Montenegro Transportation Tips: Trains, buses, and taxis

Posted in: Montenegro


The city of Kotor in Montenegro. Photo by Audrey Sykes.
The city of Kotor in Montenegro. Photo by Audrey Sykes.

Lovely Montenegro, with its mountainous landscape and outdoor terrain, is a Southeastern European jewel worth visiting. Due to its cheap prices, the country is experiencing a boost in tourism and a revamping of its transportation options.

However, there are a few key things to keep in mind when planning how to get around Montenegro:

Avoid trains, unless you’re heading for the mountains

Unlike Western Europe, the local train system in Montenegro doesn’t cover much ground and makes rail travel difficult. The line is from northeast to southwest, starting in Bijelo Polje and ending in the coastal town of Bar. Trains are a good option when heading into the mountains, but pointless when staying on the seaside. Cheaper than the buses but not as efficient (and some would argue not as safe), railways are to be used at your own risk.

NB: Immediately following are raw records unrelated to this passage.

//! Bounded speech-event queue with a drop-oldest overflow policy.
//!
//! `tokio::sync::mpsc` has no way to inspect or drain a channel's backlog,
//! which the emergency-clear algorithm needs. This is built directly on a
//! `parking_lot::Mutex<VecDeque<_>>` guarded by a `tokio::sync::Notify` for
//! the async consumer side, the same shape as the drop-oldest policy
//! documented for `WebSocketAudioSink::append`'s audio channel elsewhere
//! in this codebase, generalized here to expose the introspection the
//! emergency clear needs.

use std::collections::VecDeque;
use std::sync::atomic::{AtomicUsize, Ordering};
use std::time::Duration;

use parking_lot::Mutex;
use tokio::sync::Notify;
use tokio::time::timeout;

use crate::event::SpeechEvent;

/// Outcome of a [`SpeechQueue::push`] call, used by callers that need to log
/// overflow behavior.
#[derive(Debug, Clone, Copy, PartialEq, Eq)]
pub struct PushOutcome {
    /// Number of oldest events dropped to make room for the new one.
    pub dropped: usize,
    /// Whether the new event itself was dropped (queue stayed full after
    /// the emergency clear).
    pub rejected: bool,
}

/// A single-producer/single-consumer (plus a third-context drainer) bounded
/// FIFO queue of [`SpeechEvent`]s.
pub struct SpeechQueue {
    capacity: usize,
    inner: Mutex<VecDeque<SpeechEvent>>,
    notify: Notify,
    len: AtomicUsize,
}

impl SpeechQueue {
    /// Create a queue with the given capacity (10 by default, see `GatewayConfig`).
    #[must_use]
    pub fn new(capacity: usize) -> Self {
        Self {
            capacity,
            inner: Mutex::new(VecDeque::with_capacity(capacity)),
            notify: Notify::new(),
            len: AtomicUsize::new(0),
        }
    }

    /// Current number of queued events.
    #[must_use]
    pub fn len(&self) -> usize {
        self.len.load(Ordering::Acquire)
    }

    #[must_use]
    pub fn is_empty(&self) -> bool {
        self.len() == 0
    }

    #[must_use]
    pub fn capacity(&self) -> usize {
        self.capacity
    }

    /// Push an event, applying the drop-oldest overflow policy if the
    /// queue is at capacity: drop up to `min(3, size / 2)` oldest events,
    /// then retry once. If the queue is still full, the *new* event is
    /// dropped instead and `rejected` is `true`.
    pub fn push(&self, event: SpeechEvent) -> PushOutcome {
        let mut guard = self.inner.lock();
        let mut dropped = 0;

        if guard.len() >= self.capacity {
            let clear_count = std::cmp::min(3, guard.len() / 2);
            for _ in 0..clear_count {
                if guard.pop_front().is_some() {
                    dropped += 1;
                }
            }
        }

        let rejected = guard.len() >= self.capacity;
        if !rejected {
            guard.push_back(event);
        }
        self.len.store(guard.len(), Ordering::Release);
        drop(guard);

        self.notify.notify_one();
        PushOutcome { dropped, rejected }
    }

    /// Pop the oldest event without blocking. Used by the drain path in
    /// `cancelCurrent()`.
    pub fn try_pop(&self) -> Option<SpeechEvent> {
        let mut guard = self.inner.lock();
        let event = guard.pop_front();
        self.len.store(guard.len(), Ordering::Release);
        event
    }

    /// Drain every pending event, oldest-first. Returns the count drained —
    /// callers log when this is large or the queue was near capacity.
    pub fn drain(&self) -> usize {
        let mut guard = self.inner.lock();
        let count = guard.len();
        guard.clear();
        self.len.store(0, Ordering::Release);
        count
    }

    /// Wait up to `idle_timeout` for the next event. Returns `None` on
    /// timeout (the turn pipeline's loop treats this as "continue").
    pub async fn pop_timeout(&self, idle_timeout: Duration) -> Option<SpeechEvent> {
        loop {
            if let Some(event) = self.try_pop() {
                return Some(event);
            }

            let notified = self.notify.notified();
            match timeout(idle_timeout, notified).await {
                Ok(()) => continue,
                Err(_) => return None,
            }
        }
    }
}

#[cfg(test)]
mod tests {
    use super::*;

    fn evt(text: &str) -> SpeechEvent {
        SpeechEvent::final_result(text, None)
    }

    #[test]
    fn push_pop_round_trip() {
        let queue = SpeechQueue::new(10);
        let outcome = queue.push(evt("hello"));
        assert_eq!(outcome, PushOutcome { dropped: 0, rejected: false });
        assert_eq!(queue.len(), 1);

        let popped = queue.try_pop().unwrap();
        assert_eq!(popped.text, "hello");
        assert!(queue.is_empty());
    }

    #[test]
    fn overflow_drops_oldest_and_admits_new() {
        let queue = SpeechQueue::new(10);
        for i in 0..10 {
            queue.push(evt(&i.to_string()));
        }
        assert_eq!(queue.len(), 10);

        let outcome = queue.push(evt("eleventh"));
        assert_eq!(outcome.dropped, 3);
        assert!(!outcome.rejected);
        assert_eq!(queue.len(), 8);

        // The three oldest ("0", "1", "2") are gone.
        let first = queue.try_pop().unwrap();
        assert_eq!(first.text, "3");
    }

    #[test]
    fn small_queue_clears_half_and_retries() {
        let queue = SpeechQueue::new(2);
        queue.push(evt("a"));
        queue.push(evt("b"));
        assert_eq!(queue.len(), 2);

        // size/2 = 1 oldest dropped, room for the new one.
        let outcome = queue.push(evt("c"));
        assert_eq!(outcome, PushOutcome { dropped: 1, rejected: false });
        assert_eq!(queue.len(), 2);
    }

    #[test]
    fn drain_removes_everything_oldest_first() {
        let queue = SpeechQueue::new(10);
        for i in 0..5 {
            queue.push(evt(&i.to_string()));
        }
        let drained = queue.drain();
        assert_eq!(drained, 5);
        assert!(queue.is_empty());
    }

    #[tokio::test]
    async fn pop_timeout_returns_none_when_idle() {
        let queue = SpeechQueue::new(10);
        let result = queue.pop_timeout(Duration::from_millis(20)).await;
        assert!(result.is_none());
    }

    #[tokio::test]
    async fn pop_timeout_returns_event_once_pushed() {
        let queue = SpeechQueue::new(10);
        queue.push(evt("hi"));
        let result = queue.pop_timeout(Duration::from_millis(20)).await;
        assert_eq!(result.unwrap().text, "hi");
    }
}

The wheels on the bus go ’round through town

Planes fly in and out of the capital of Podgorica and the touristy town of Tivat, though the most common way to enter is via bordering countries (Croatia or Serbia, for example) by bus. What the train system lacks in broad coverage, the country’s bus system makes up for in frequency and destination choice.

Buses in Montenegro, like in many countries in Southeast Europe, are not the newest, but they are reliable and get travelers from Point A to Point B in a timely manner (around 80 kilometers per hour on the highways). Smaller shuttle buses are also available at bus stations and sometimes cost less.

We didn’t find the bus stations to be terribly confusing or too large, although the local language doesn’t make things simple for foreigners. It’s quite easy to figure out which bus goes where and when, so make a match and stay alert for the departure call. When people begin to board your bus, that’s a good notion for you to do the same.

Avoid taxis

In short, buses are the best way to get from town to town, and travelers won’t have to deal with fretting over fair prices. This is not the case with taxis, and it won’t be easy to find a driver willing to give you a “local price.” Montenegro runs on the euro, and bus transit prices run cheap at €5 to €10 for a two to five-hour journey. A taxi driver will easily ask for twice as much without blinking an eye, so either be smart when bargaining with private transportation or hop on a bus and enjoy the ride.

About the author

About the author: Audrey Sykes hopped across the pond from the US eight years ago for a Masters degree in global journalism. Since then, she’s lived all over Europe, reporting and editing for music sites, snowboard mags, and travel media. She’s also the Amsterdam author for Party Earth, a guide to nightlife across Europe.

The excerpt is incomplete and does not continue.